Mahatma Gandhi once said, "The greatness of a nation and its moral progress can be judged by the way its animals are treated.''
This week, Floridians have a terrific opportunity to prove Gandhi was right and to show the rest of the United States just how great and progressive our state has become.
The Humane Society of the Nature Coast is a top 10 finalist in a contest sponsored by the pet-networking Web site ZooToo.com. More than 2,800 animal shelters from all over the nation entered the contest, and Brooksville's facility is the only shelter in Florida that remains in competition for the grand prize of a $1 million makeover.
In the first phase of the contest, 20 shelters were selected based on points accumulated by supporters of those shelters. In the second phase, ZooToo officials visited each of the sites and chose the 10 finalists based on need and community support. Apparently, the ZooToo representatives were moved by both the conspicuous need to expand our no-kill, no-time-limit shelter, and with the enthusiasm of Nature Coast residents who turned out to greet them at the annual Pet Expo on March 21-22.
Now the third and final phase has begun, and the outcome will be based solely on how many votes are cast for each of the 10 finalists. The Humane Society of the Nature Coast is competing with shelters from California, New York, Missouri, Georgia and Wisconsin, to name a few. To be sure, the competition is stiff and each shelter is deserving.
Some of the finalists are in areas much more populous than ours, which makes it imperative that we draw support from pet lovers everywhere in Florida, and even from other states. That's why we need you and everyone you know who loves animals, to help us realize our dream. We desperately need to modernize and expand our safe haven to accommodate the increased numbers of abandoned, abused animals, and to broaden our pet welfare programs. In addition to adoption and sterilization services, programs at our shelter include:
• providing foster homes for pets of women and children who are victims of domestic violence while they are seeking protection at abuse shelters;
• running a pet food bank that provides donated food for people who have fallen on hard times and cannot afford to feed their pets; and
• a foster program for military personnel who are called to active duty and need someone to care for their pets while they are away.
Besides becoming better protectors of animals, there are other reasons for Floridians to get behind our shelter's effort. In addition to calling favorable national attention to Florida, there will be a tangible economic stimulus to the Nature Coast's economy, providing work for those in the building industry.
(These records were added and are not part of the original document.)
//! ベンダー別の組み込みスケルトンレイアウト
//!
//! 関節の並びがそのまま配列インデックスになる。
//! ボーンは関節名のペアで記述し、カタログ構築時にインデックスへ解決する。

use super::Role;

/// 静的レイアウト表
pub struct Layout {
    pub name: &'static str,
    /// (関節名, ロール)。ロールを持たない関節（指など）は None
    pub joints: &'static [(&'static str, Option<Role>)],
    pub bones: &'static [(&'static str, &'static str)],
}

use Role::*;

/// COCO 17キーポイント
pub const COCO: Layout = Layout {
    name: "coco",
    joints: &[
        ("nose", Some(Nose)),
        ("left_eye", Some(LeftEye)),
        ("right_eye", Some(RightEye)),
        ("left_ear", Some(LeftEar)),
        ("right_ear", Some(RightEar)),
        ("left_shoulder", Some(LeftShoulder)),
        ("right_shoulder", Some(RightShoulder)),
        ("left_elbow", Some(LeftElbow)),
        ("right_elbow", Some(RightElbow)),
        ("left_wrist", Some(LeftWrist)),
        ("right_wrist", Some(RightWrist)),
        ("left_hip", Some(LeftHip)),
        ("right_hip", Some(RightHip)),
        ("left_knee", Some(LeftKnee)),
        ("right_knee", Some(RightKnee)),
        ("left_ankle", Some(LeftAnkle)),
        ("right_ankle", Some(RightAnkle)),
    ],
    bones: &[
        // 顔
        ("nose", "left_eye"),
        ("nose", "right_eye"),
        ("left_eye", "left_ear"),
        ("right_eye", "right_ear"),
        // 上半身
        ("left_shoulder", "right_shoulder"),
        ("left_shoulder", "left_elbow"),
        ("left_elbow", "left_wrist"),
        ("right_shoulder", "right_elbow"),
        ("right_elbow", "right_wrist"),
        // 胴体
        ("left_shoulder", "left_hip"),
        ("right_shoulder", "right_hip"),
        ("left_hip", "right_hip"),
        // 下半身
        ("left_hip", "left_knee"),
        ("left_knee", "left_ankle"),
        ("right_hip", "right_knee"),
        ("right_knee", "right_ankle"),
    ],
};

/// Stereolabs ZED BODY_18
pub const STEREOLABS_BODY18: Layout = Layout {
    name: "stereolabs_body18",
    joints: &[
        ("NOSE", Some(Nose)),
        ("NECK", Some(Neck)),
        ("RIGHT_SHOULDER", Some(RightShoulder)),
        ("RIGHT_ELBOW", Some(RightElbow)),
        ("RIGHT_WRIST", Some(RightWrist)),
        ("LEFT_SHOULDER", Some(LeftShoulder)),
        ("LEFT_ELBOW", Some(LeftElbow)),
        ("LEFT_WRIST", Some(LeftWrist)),
        ("RIGHT_HIP", Some(RightHip)),
        ("RIGHT_KNEE", Some(RightKnee)),
        ("RIGHT_ANKLE", Some(RightAnkle)),
        ("LEFT_HIP", Some(LeftHip)),
        ("LEFT_KNEE", Some(LeftKnee)),
        ("LEFT_ANKLE", Some(LeftAnkle)),
        ("RIGHT_EYE", Some(RightEye)),
        ("LEFT_EYE", Some(LeftEye)),
        ("RIGHT_EAR", Some(RightEar)),
        ("LEFT_EAR", Some(LeftEar)),
    ],
    bones: &[
        ("NOSE", "NECK"),
        ("NECK", "RIGHT_SHOULDER"),
        ("RIGHT_SHOULDER", "RIGHT_ELBOW"),
        ("RIGHT_ELBOW", "RIGHT_WRIST"),
        ("NECK", "LEFT_SHOULDER"),
        ("LEFT_SHOULDER", "LEFT_ELBOW"),
        ("LEFT_ELBOW", "LEFT_WRIST"),
        ("RIGHT_SHOULDER", "RIGHT_HIP"),
        ("RIGHT_HIP", "RIGHT_KNEE"),
        ("RIGHT_KNEE", "RIGHT_ANKLE"),
        ("LEFT_SHOULDER", "LEFT_HIP"),
        ("LEFT_HIP", "LEFT_KNEE"),
        ("LEFT_KNEE", "LEFT_ANKLE"),
        ("RIGHT_HIP", "LEFT_HIP"),
        ("NOSE", "RIGHT_EYE"),
        ("RIGHT_EYE", "RIGHT_EAR"),
        ("NOSE", "LEFT_EYE"),
        ("LEFT_EYE", "LEFT_EAR"),
    ],
};

/// Stereolabs ZED BODY_34
pub const STEREOLABS_BODY34: Layout = Layout {
    name: "stereolabs_body34",
    joints: &[
        ("PELVIS", Some(Pelvis)),
        ("NAVAL_SPINE", Some(SpineNaval)),
        ("CHEST_SPINE", Some(SpineChest)),
        ("NECK", Some(Neck)),
        ("LEFT_CLAVICLE", Some(LeftClavicle)),
        ("LEFT_SHOULDER", Some(LeftShoulder)),
        ("LEFT_ELBOW", Some(LeftElbow)),
        ("LEFT_WRIST", Some(LeftWrist)),
        ("LEFT_HAND", Some(LeftHand)),
        ("LEFT_HANDTIP", None),
        ("LEFT_THUMB", None),
        ("RIGHT_CLAVICLE", Some(RightClavicle)),
        ("RIGHT_SHOULDER", Some(RightShoulder)),
        ("RIGHT_ELBOW", Some(RightElbow)),
        ("RIGHT_WRIST", Some(RightWrist)),
        ("RIGHT_HAND", Some(RightHand)),
        ("RIGHT_HANDTIP", None),
        ("RIGHT_THUMB", None),
        ("LEFT_HIP", Some(LeftHip)),
        ("LEFT_KNEE", Some(LeftKnee)),
        ("LEFT_ANKLE", Some(LeftAnkle)),
        ("LEFT_FOOT", Some(LeftFoot)),
        ("RIGHT_HIP", Some(RightHip)),
        ("RIGHT_KNEE", Some(RightKnee)),
        ("RIGHT_ANKLE", Some(RightAnkle)),
        ("RIGHT_FOOT", Some(RightFoot)),
        ("HEAD", Some(Head)),
        ("NOSE", Some(Nose)),
        ("LEFT_EYE", Some(LeftEye)),
        ("LEFT_EAR", Some(LeftEar)),
        ("RIGHT_EYE", Some(RightEye)),
        ("RIGHT_EAR", Some(RightEar)),
        ("LEFT_HEEL", Some(LeftHeel)),
        ("RIGHT_HEEL", Some(RightHeel)),
    ],
    bones: &[
        ("PELVIS", "NAVAL_SPINE"),
        ("NAVAL_SPINE", "CHEST_SPINE"),
        ("CHEST_SPINE", "NECK"),
        ("NECK", "HEAD"),
        ("HEAD", "NOSE"),
        ("NOSE", "LEFT_EYE"),
        ("LEFT_EYE", "LEFT_EAR"),
        ("NOSE", "RIGHT_EYE"),
        ("RIGHT_EYE", "RIGHT_EAR"),
        ("CHEST_SPINE", "LEFT_CLAVICLE"),
        ("LEFT_CLAVICLE", "LEFT_SHOULDER"),
        ("LEFT_SHOULDER", "LEFT_ELBOW"),
        ("LEFT_ELBOW", "LEFT_WRIST"),
        ("LEFT_WRIST", "LEFT_HAND"),
        ("LEFT_HAND", "LEFT_HANDTIP"),
        ("LEFT_WRIST", "LEFT_THUMB"),
        ("CHEST_SPINE", "RIGHT_CLAVICLE"),
        ("RIGHT_CLAVICLE", "RIGHT_SHOULDER"),
        ("RIGHT_SHOULDER", "RIGHT_ELBOW"),
        ("RIGHT_ELBOW", "RIGHT_WRIST"),
        ("RIGHT_WRIST", "RIGHT_HAND"),
        ("RIGHT_HAND", "RIGHT_HANDTIP"),
        ("RIGHT_WRIST", "RIGHT_THUMB"),
        ("PELVIS", "LEFT_HIP"),
        ("LEFT_HIP", "LEFT_KNEE"),
        ("LEFT_KNEE", "LEFT_ANKLE"),
        ("LEFT_ANKLE", "LEFT_HEEL"),
        ("LEFT_ANKLE", "LEFT_FOOT"),
        ("LEFT_HEEL", "LEFT_FOOT"),
        ("PELVIS", "RIGHT_HIP"),
        ("RIGHT_HIP", "RIGHT_KNEE"),
        ("RIGHT_KNEE", "RIGHT_ANKLE"),
        ("RIGHT_ANKLE", "RIGHT_HEEL"),
        ("RIGHT_ANKLE", "RIGHT_FOOT"),
        ("RIGHT_HEEL", "RIGHT_FOOT"),
    ],
};

/// Azure Kinect Body Tracking SDK (32関節)
pub const KINECT_AZURE: Layout = Layout {
    name: "kinect_azure",
    joints: &[
        ("PELVIS", Some(Pelvis)),
        ("SPINE_NAVAL", Some(SpineNaval)),
        ("SPINE_CHEST", Some(SpineChest)),
        ("NECK", Some(Neck)),
        ("CLAVICLE_LEFT", Some(LeftClavicle)),
        ("SHOULDER_LEFT", Some(LeftShoulder)),
        ("ELBOW_LEFT", Some(LeftElbow)),
        ("WRIST_LEFT", Some(LeftWrist)),
        ("HAND_LEFT", Some(LeftHand)),
        ("HANDTIP_LEFT", None),
        ("THUMB_LEFT", None),
        ("CLAVICLE_RIGHT", Some(RightClavicle)),
        ("SHOULDER_RIGHT", Some(RightShoulder)),
        ("ELBOW_RIGHT", Some(RightElbow)),
        ("WRIST_RIGHT", Some(RightWrist)),
        ("HAND_RIGHT", Some(RightHand)),
        ("HANDTIP_RIGHT", None),
        ("THUMB_RIGHT", None),
        ("HIP_LEFT", Some(LeftHip)),
        ("KNEE_LEFT", Some(LeftKnee)),
        ("ANKLE_LEFT", Some(LeftAnkle)),
        ("FOOT_LEFT", Some(LeftFoot)),
        ("HIP_RIGHT", Some(RightHip)),
        ("KNEE_RIGHT", Some(RightKnee)),
        ("ANKLE_RIGHT", Some(RightAnkle)),
        ("FOOT_RIGHT", Some(RightFoot)),
        ("HEAD", Some(Head)),
        ("NOSE", Some(Nose)),
        ("EYE_LEFT", Some(LeftEye)),
        ("EAR_LEFT", Some(LeftEar)),
        ("EYE_RIGHT", Some(RightEye)),
        ("EAR_RIGHT", Some(RightEar)),
    ],
    bones: &[
        ("PELVIS", "SPINE_NAVAL"),
        ("SPINE_NAVAL", "SPINE_CHEST"),
        ("SPINE_CHEST", "NECK"),
        ("NECK", "HEAD"),
        ("HEAD", "NOSE"),
        ("HEAD", "EYE_LEFT"),
        ("HEAD", "EYE_RIGHT"),
        ("HEAD", "EAR_LEFT"),
        ("HEAD", "EAR_RIGHT"),
        ("SPINE_CHEST", "CLAVICLE_LEFT"),
        ("CLAVICLE_LEFT", "SHOULDER_LEFT"),
        ("SHOULDER_LEFT", "ELBOW_LEFT"),
        ("ELBOW_LEFT", "WRIST_LEFT"),
        ("WRIST_LEFT", "HAND_LEFT"),
        ("HAND_LEFT", "HANDTIP_LEFT"),
        ("WRIST_LEFT", "THUMB_LEFT"),
        ("SPINE_CHEST", "CLAVICLE_RIGHT"),
        ("CLAVICLE_RIGHT", "SHOULDER_RIGHT"),
        ("SHOULDER_RIGHT", "ELBOW_RIGHT"),
        ("ELBOW_RIGHT", "WRIST_RIGHT"),
        ("WRIST_RIGHT", "HAND_RIGHT"),
        ("HAND_RIGHT", "HANDTIP_RIGHT"),
        ("WRIST_RIGHT", "THUMB_RIGHT"),
        ("PELVIS", "HIP_LEFT"),
        ("HIP_LEFT", "KNEE_LEFT"),
        ("KNEE_LEFT", "ANKLE_LEFT"),
        ("ANKLE_LEFT", "FOOT_LEFT"),
        ("PELVIS", "HIP_RIGHT"),
        ("HIP_RIGHT", "KNEE_RIGHT"),
        ("KNEE_RIGHT", "ANKLE_RIGHT"),
        ("ANKLE_RIGHT", "FOOT_RIGHT"),
    ],
};

/// OptiTrack (Mixamo 互換のリグ名)
///
/// Mixamo の `*Shoulder` は鎖骨、`*Arm` が肩関節にあたる。
pub const OPTITRACK: Layout = Layout {
    name: "optitrack",
    joints: &[
        ("Hips", Some(Pelvis)),
        ("Spine", Some(SpineNaval)),
        ("Spine1", Some(SpineChest)),
        ("Neck", Some(Neck)),
        ("Head", Some(Head)),
        ("LeftShoulder", Some(LeftClavicle)),
        ("LeftArm", Some(LeftShoulder)),
        ("LeftForeArm", Some(LeftElbow)),
        ("LeftHand", Some(LeftWrist)),
        ("LeftHandThumb1", None),
        ("LeftHandThumb2", None),
        ("LeftHandThumb3", None),
        ("LeftHandIndex1", None),
        ("LeftHandIndex2", None),
        ("LeftHandIndex3", None),
        ("LeftHandMiddle1", None),
        ("LeftHandMiddle2", None),
        ("LeftHandMiddle3", None),
        ("LeftHandRing1", None),
        ("LeftHandRing2", None),
        ("LeftHandRing3", None),
        ("LeftHandPinky1", None),
        ("LeftHandPinky2", None),
        ("LeftHandPinky3", None),
        ("RightShoulder", Some(RightClavicle)),
        ("RightArm", Some(RightShoulder)),
        ("RightForeArm", Some(RightElbow)),
        ("RightHand", Some(RightWrist)),
        ("RightHandThumb1", None),
        ("RightHandThumb2", None),
        ("RightHandThumb3", None),
        ("RightHandIndex1", None),
        ("RightHandIndex2", None),
        ("RightHandIndex3", None),
        ("RightHandMiddle1", None),
        ("RightHandMiddle2", None),
        ("RightHandMiddle3", None),
        ("RightHandRing1", None),
        ("RightHandRing2", None),
        ("RightHandRing3", None),
        ("RightHandPinky1", None),
        ("RightHandPinky2", None),
        ("RightHandPinky3", None),
        ("LeftUpLeg", Some(LeftHip)),
        ("LeftLeg", Some(LeftKnee)),
        ("LeftFoot", Some(LeftAnkle)),
        ("LeftToeBase", Some(LeftToe)),
        ("RightUpLeg", Some(RightHip)),
        ("RightLeg", Some(RightKnee)),
        ("RightFoot", Some(RightAnkle)),
        ("RightToeBase", Some(RightToe)),
    ],
    bones: &[
        // 背骨
        ("Hips", "Spine"),
        ("Spine", "Spine1"),
        ("Spine1", "Neck"),
        ("Neck", "Head"),
        // 左腕
        ("Spine1", "LeftShoulder"),
        ("LeftShoulder", "LeftArm"),
        ("LeftArm", "LeftForeArm"),
        ("LeftForeArm", "LeftHand"),
        ("LeftHand", "LeftHandThumb1"),
        ("LeftHandThumb1", "LeftHandThumb2"),
        ("LeftHandThumb2", "LeftHandThumb3"),
        ("LeftHand", "LeftHandIndex1"),
        ("LeftHandIndex1", "LeftHandIndex2"),
        ("LeftHandIndex2", "LeftHandIndex3"),
        ("LeftHand", "LeftHandMiddle1"),
        ("LeftHandMiddle1", "LeftHandMiddle2"),
        ("LeftHandMiddle2", "LeftHandMiddle3"),
        ("LeftHand", "LeftHandRing1"),
        ("LeftHandRing1", "LeftHandRing2"),
        ("LeftHandRing2", "LeftHandRing3"),
        ("LeftHand", "LeftHandPinky1"),
        ("LeftHandPinky1", "LeftHandPinky2"),
        ("LeftHandPinky2", "LeftHandPinky3"),
        // 右腕
        ("Spine1", "RightShoulder"),
        ("RightShoulder", "RightArm"),
        ("RightArm", "RightForeArm"),
        ("RightForeArm", "RightHand"),
        ("RightHand", "RightHandThumb1"),
        ("RightHandThumb1", "RightHandThumb2"),
        ("RightHandThumb2", "RightHandThumb3"),
        ("RightHand", "RightHandIndex1"),
        ("RightHandIndex1", "RightHandIndex2"),
        ("RightHandIndex2", "RightHandIndex3"),
        ("RightHand", "RightHandMiddle1"),
        ("RightHandMiddle1", "RightHandMiddle2"),
        ("RightHandMiddle2", "RightHandMiddle3"),
        ("RightHand", "RightHandRing1"),
        ("RightHandRing1", "RightHandRing2"),
        ("RightHandRing2", "RightHandRing3"),
        ("RightHand", "RightHandPinky1"),
        ("RightHandPinky1", "RightHandPinky2"),
        ("RightHandPinky2", "RightHandPinky3"),
        // 脚
        ("Hips", "LeftUpLeg"),
        ("LeftUpLeg", "LeftLeg"),
        ("LeftLeg", "LeftFoot"),
        ("LeftFoot", "LeftToeBase"),
        ("Hips", "RightUpLeg"),
        ("RightUpLeg", "RightLeg"),
        ("RightLeg", "RightFoot"),
        ("RightFoot", "RightToeBase"),
    ],
};

/// Xsens MVN (23セグメント)
pub const XSENS: Layout = Layout {
    name: "xsens",
    joints: &[
        ("Pelvis", Some(Pelvis)),
        ("L5", None),
        ("L3", Some(SpineNaval)),
        ("T12", None),
        ("T8", Some(SpineChest)),
        ("Neck", Some(Neck)),
        ("Head", Some(Head)),
        ("RightShoulder", Some(RightClavicle)),
        ("RightUpperArm", Some(RightShoulder)),
        ("RightForeArm", Some(RightElbow)),
        ("RightHand", Some(RightWrist)),
        ("LeftShoulder", Some(LeftClavicle)),
        ("LeftUpperArm", Some(LeftShoulder)),
        ("LeftForeArm", Some(LeftElbow)),
        ("LeftHand", Some(LeftWrist)),
        ("RightUpperLeg", Some(RightHip)),
        ("RightLowerLeg", Some(RightKnee)),
        ("RightFoot", Some(RightAnkle)),
        ("RightToe", Some(RightToe)),
        ("LeftUpperLeg", Some(LeftHip)),
        ("LeftLowerLeg", Some(LeftKnee)),
        ("LeftFoot", Some(LeftAnkle)),
        ("LeftToe", Some(LeftToe)),
    ],
    bones: &[
        ("Pelvis", "L5"),
        ("L5", "L3"),
        ("L3", "T12"),
        ("T12", "T8"),
        ("T8", "Neck"),
        ("Neck", "Head"),
        ("T8", "RightShoulder"),
        ("RightShoulder", "RightUpperArm"),
        ("RightUpperArm", "RightForeArm"),
        ("RightForeArm", "RightHand"),
        ("T8", "LeftShoulder"),
        ("LeftShoulder", "LeftUpperArm"),
        ("LeftUpperArm", "LeftForeArm"),
        ("LeftForeArm", "LeftHand"),
        ("Pelvis", "RightUpperLeg"),
        ("RightUpperLeg", "RightLowerLeg"),
        ("RightLowerLeg", "RightFoot"),
        ("RightFoot", "RightToe"),
        ("Pelvis", "LeftUpperLeg"),
        ("LeftUpperLeg", "LeftLowerLeg"),
        ("LeftLowerLeg", "LeftFoot"),
        ("LeftFoot", "LeftToe"),
    ],
};

pub const BUILTIN: [&Layout; 6] = [
    &COCO,
    &STEREOLABS_BODY18,
    &STEREOLABS_BODY34,
    &KINECT_AZURE,
    &OPTITRACK,
    &XSENS,
];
And pet owners should be relieved to know the Humane Society intends to build its new facility to withstand a Category 3 hurricane, making it the only bona fide animal evacuation shelter in this area.
But we need you to make this happen. More to the point, the animals need you. Not just the ones that we're caring for now, but the ones that will find their way to our door for many years to come. You can give our rescue pets the biggest treat they've ever had by setting aside just a few minutes of your time for each of the next seven days. Here's how it works:
Go to www.HumaneRescue.org and click on the ZooToo logo. (While you're on our Web site, take a minute to look at our pets and learn more about our nonprofit organization.) There are detailed instructions about how to register and cast your vote.
Once you have created your free profile, which requires a picture of you, your pet or the Humane Society facility, you will be eligible to cast 10 votes per day until voting ends at midnight Sunday.
We are hopeful that everyone who cares enough to register and cast votes for "Florida's shelter'' also will tell everyone they know to add the link to ZooToo.com to their social networking sites, such as Facebook, MySpace and Twitter. It's all about spreading the word. Votes for the Humane Society of the Nature Coast can be cast by anyone from anywhere in the United States.
The staff and volunteers at our shelter thank our supporters for bringing us this far; now we call on you again. At the same time, we ask every Floridian and animal lover everywhere to join us as we try to be heroes to the thousands of pets who are depending on us to rescue them.
With your help, we promise to find 1 million ways to say thank you for making Florida a state that, as Gandhi imagined, knows how to treat its animals.